The cry, “You’re either with us or against us” still resonates throughout the land. The question remains: Who is “us”?
We don’t look the way we used to. The President of the United States of America certainly doesn’t look like any president who went before him. What does
this all mean? It means many things, but one thing it means is that there is something that takes precedence over race. Barack Obama won the presidential
election for many reasons but, to my way of thinking, a central reason was that voters felt that he could genuinely hear what they were saying and feel what they
were feeling and that many previous administrations went through the scripted motions but never really got it. They didn’t have a clue what it felt like to be
hungry or have a home foreclosed on or to be told that their apartment was being torn down to make way for new housing for rich people. They didn’t share the
knowledge that there is more than enough wealth to go around if greed is checked. They didn’t share the wisdom that you can only drive one car at a time the
same way everyone puts on pants one leg at a time.

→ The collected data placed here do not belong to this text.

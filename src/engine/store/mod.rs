// Edge Engine — Local Store
// Persists engine state in SQLite via rusqlite so queued work, buffered
// events and cached content survive restarts.
//
// Module layout:
//   schema     — idempotent table creation
//   config     — key/value store + the device identity
//   queue      — sync queue and dead-letter lists (ordered rewrite)
//   cache      — persisted content-cache tier
//   analytics  — analytics buffer (ordered rewrite)
//   models     — edge model catalog from device registration

use crate::atoms::constants::{DATA_DIR_NAME, DB_FILE_NAME};
use crate::atoms::error::EdgeResult;
use log::info;
use parking_lot::Mutex;
use rusqlite::Connection;
use std::path::{Path, PathBuf};

mod analytics;
mod cache;
mod config;
mod models;
mod queue;
mod schema;

/// Default location of the engine database when no data dir is configured.
pub fn default_data_dir() -> PathBuf {
    dirs::data_dir()
        .unwrap_or_else(std::env::temp_dir)
        .join(DATA_DIR_NAME)
}

/// Thread-safe database wrapper.
pub struct EdgeStore {
    conn: Mutex<Connection>,
}

impl EdgeStore {
    /// Open (or create) the engine database inside `data_dir`.
    pub fn open(data_dir: &Path) -> EdgeResult<Self> {
        std::fs::create_dir_all(data_dir)?;
        let path = data_dir.join(DB_FILE_NAME);
        info!("[store] Opening edge store at {:?}", path);

        let conn = Connection::open(&path)?;
        conn.execute_batch("PRAGMA journal_mode=WAL;").ok();
        conn.execute_batch("PRAGMA synchronous=NORMAL;").ok();

        schema::run_migrations(&conn)?;
        Ok(EdgeStore { conn: Mutex::new(conn) })
    }

    /// Private in-memory database, used by tests and by hosts that want a
    /// purely volatile engine.
    pub fn open_in_memory() -> EdgeResult<Self> {
        let conn = Connection::open_in_memory()?;
        schema::run_migrations(&conn)?;
        Ok(EdgeStore { conn: Mutex::new(conn) })
    }
}

#[cfg(test)]
impl EdgeStore {
    /// Drop `table` so every write to it fails until `repair()`.
    pub(crate) fn break_table(&self, table: &str) {
        self.conn.lock().execute_batch(&format!("DROP TABLE {table};")).unwrap();
    }

    pub(crate) fn repair(&self) {
        schema::run_migrations(&self.conn.lock()).unwrap();
    }
}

Did Barack Obama become President of the United States all by himself? Of course not. He won the presidential primary and the general election. But his
election to the highest office in the land goes way beyond that. The list of people to thank would more than fill the hull of one of the horrible ships that made the
mid-Atlantic passage just a few hundred years ago. The list would include people like Mary McCloud Bethune, W.E.B. DuBois, Harriet Tubman, Marcus Garvey,
Sojourner Truth, Frederick Douglass, Reverend Martin Luther King, Jr., Thurgood Marshall, John Brown, Crispus Attucks, Emett Till, Rosa Parks, Carter G.
Woodson, James Chaney, Michael Schwerner, Andrew Goodman, all the people who risked life and limb to support the Underground Railroad, and the countless
people whose names we’ll never know who believed, without question or doubt, that no human being had the right to own another and that the very notion that a
human being could be considered property was an affront to the essence of all human beings.
Can President Obama end racism instantly? I don’t think so. Can he render the economic system more equitable with one wave of his magic pen? No. Can
he erase all the disparities that exist in health, healthcare accessibility, incarceration rates, unemployment rates and wealth accumulation? No. Can he lead a
nation that recognizes that many of its wounds are self-inflicted? Yes. Will we listen when he insists that the government is made up of the people and that we
are the people? I sincerely hope so. Does he understand that the “rightness” of an idea (like healthcare for all) is insufficient to bring it to fruition and that it is also
essential to understand how the political apparatus works? He gets it. Is his battlecry of “Sí se puede” an empty slogan? I don’t think so. Even his detractors are
unlikely to define him as empty or shallow in any way, shape or form.